### Collected data:
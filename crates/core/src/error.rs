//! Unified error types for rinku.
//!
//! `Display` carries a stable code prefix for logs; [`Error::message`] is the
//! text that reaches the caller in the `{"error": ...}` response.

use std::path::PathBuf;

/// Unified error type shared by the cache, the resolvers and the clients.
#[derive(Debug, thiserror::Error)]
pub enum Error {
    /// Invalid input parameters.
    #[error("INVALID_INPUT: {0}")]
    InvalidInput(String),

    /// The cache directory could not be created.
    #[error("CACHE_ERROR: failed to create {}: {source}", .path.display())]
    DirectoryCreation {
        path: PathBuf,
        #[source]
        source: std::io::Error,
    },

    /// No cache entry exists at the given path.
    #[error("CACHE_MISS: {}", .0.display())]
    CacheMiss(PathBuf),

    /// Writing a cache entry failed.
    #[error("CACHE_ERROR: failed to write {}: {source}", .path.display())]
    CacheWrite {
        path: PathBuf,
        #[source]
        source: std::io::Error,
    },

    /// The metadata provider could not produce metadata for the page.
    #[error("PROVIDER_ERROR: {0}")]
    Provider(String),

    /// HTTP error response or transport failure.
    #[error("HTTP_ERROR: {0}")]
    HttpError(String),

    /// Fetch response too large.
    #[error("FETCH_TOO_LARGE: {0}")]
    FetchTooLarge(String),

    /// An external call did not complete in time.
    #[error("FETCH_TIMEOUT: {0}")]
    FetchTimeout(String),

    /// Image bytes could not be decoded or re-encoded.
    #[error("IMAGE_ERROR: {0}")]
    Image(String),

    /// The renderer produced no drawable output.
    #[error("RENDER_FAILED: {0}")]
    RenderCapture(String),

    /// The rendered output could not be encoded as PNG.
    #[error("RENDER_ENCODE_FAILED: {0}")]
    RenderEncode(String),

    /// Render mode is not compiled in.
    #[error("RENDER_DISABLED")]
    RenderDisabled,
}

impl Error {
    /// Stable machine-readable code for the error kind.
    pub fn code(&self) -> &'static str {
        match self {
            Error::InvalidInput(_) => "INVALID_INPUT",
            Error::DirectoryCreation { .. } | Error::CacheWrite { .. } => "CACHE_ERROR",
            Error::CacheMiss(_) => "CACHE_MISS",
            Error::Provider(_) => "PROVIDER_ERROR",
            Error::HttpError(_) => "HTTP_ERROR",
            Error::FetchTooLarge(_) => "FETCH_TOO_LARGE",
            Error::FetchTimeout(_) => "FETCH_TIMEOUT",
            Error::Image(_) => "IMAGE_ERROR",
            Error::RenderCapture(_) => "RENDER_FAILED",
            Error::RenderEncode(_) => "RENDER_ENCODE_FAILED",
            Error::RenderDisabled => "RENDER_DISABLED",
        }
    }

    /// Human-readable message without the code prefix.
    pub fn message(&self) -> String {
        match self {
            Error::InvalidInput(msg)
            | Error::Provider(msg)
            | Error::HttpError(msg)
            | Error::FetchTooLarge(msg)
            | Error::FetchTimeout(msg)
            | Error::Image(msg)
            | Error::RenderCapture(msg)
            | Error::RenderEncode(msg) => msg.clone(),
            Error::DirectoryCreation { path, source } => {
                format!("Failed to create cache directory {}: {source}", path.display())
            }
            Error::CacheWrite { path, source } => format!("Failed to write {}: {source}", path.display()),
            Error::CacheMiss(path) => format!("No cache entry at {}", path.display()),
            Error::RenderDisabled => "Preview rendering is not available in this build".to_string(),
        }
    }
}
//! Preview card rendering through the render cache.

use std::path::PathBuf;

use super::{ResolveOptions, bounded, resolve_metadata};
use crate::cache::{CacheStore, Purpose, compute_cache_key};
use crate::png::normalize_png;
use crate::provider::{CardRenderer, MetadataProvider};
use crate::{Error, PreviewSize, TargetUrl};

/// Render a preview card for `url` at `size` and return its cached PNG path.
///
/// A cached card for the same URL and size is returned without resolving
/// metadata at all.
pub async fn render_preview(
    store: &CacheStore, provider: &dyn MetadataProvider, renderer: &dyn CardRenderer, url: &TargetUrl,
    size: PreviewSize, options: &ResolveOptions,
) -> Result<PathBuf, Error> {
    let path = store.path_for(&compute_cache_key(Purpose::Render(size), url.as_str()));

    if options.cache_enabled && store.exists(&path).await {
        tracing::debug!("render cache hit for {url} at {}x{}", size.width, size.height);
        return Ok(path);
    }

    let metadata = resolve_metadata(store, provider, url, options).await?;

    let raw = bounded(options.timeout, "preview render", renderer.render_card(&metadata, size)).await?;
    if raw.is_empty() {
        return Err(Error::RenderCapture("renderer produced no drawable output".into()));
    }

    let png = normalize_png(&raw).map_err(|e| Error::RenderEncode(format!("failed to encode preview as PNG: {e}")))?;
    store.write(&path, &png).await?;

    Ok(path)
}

### EXERCISE:
Copy out the lines of the records above in which the string "Purpose" appears.

### SOLUTION TO THIS PROBLEM:
use crate::cache::{CacheStore, Purpose, compute_cache_key};
    let path = store.path_for(&compute_cache_key(Purpose::Render(size), url.as_str()));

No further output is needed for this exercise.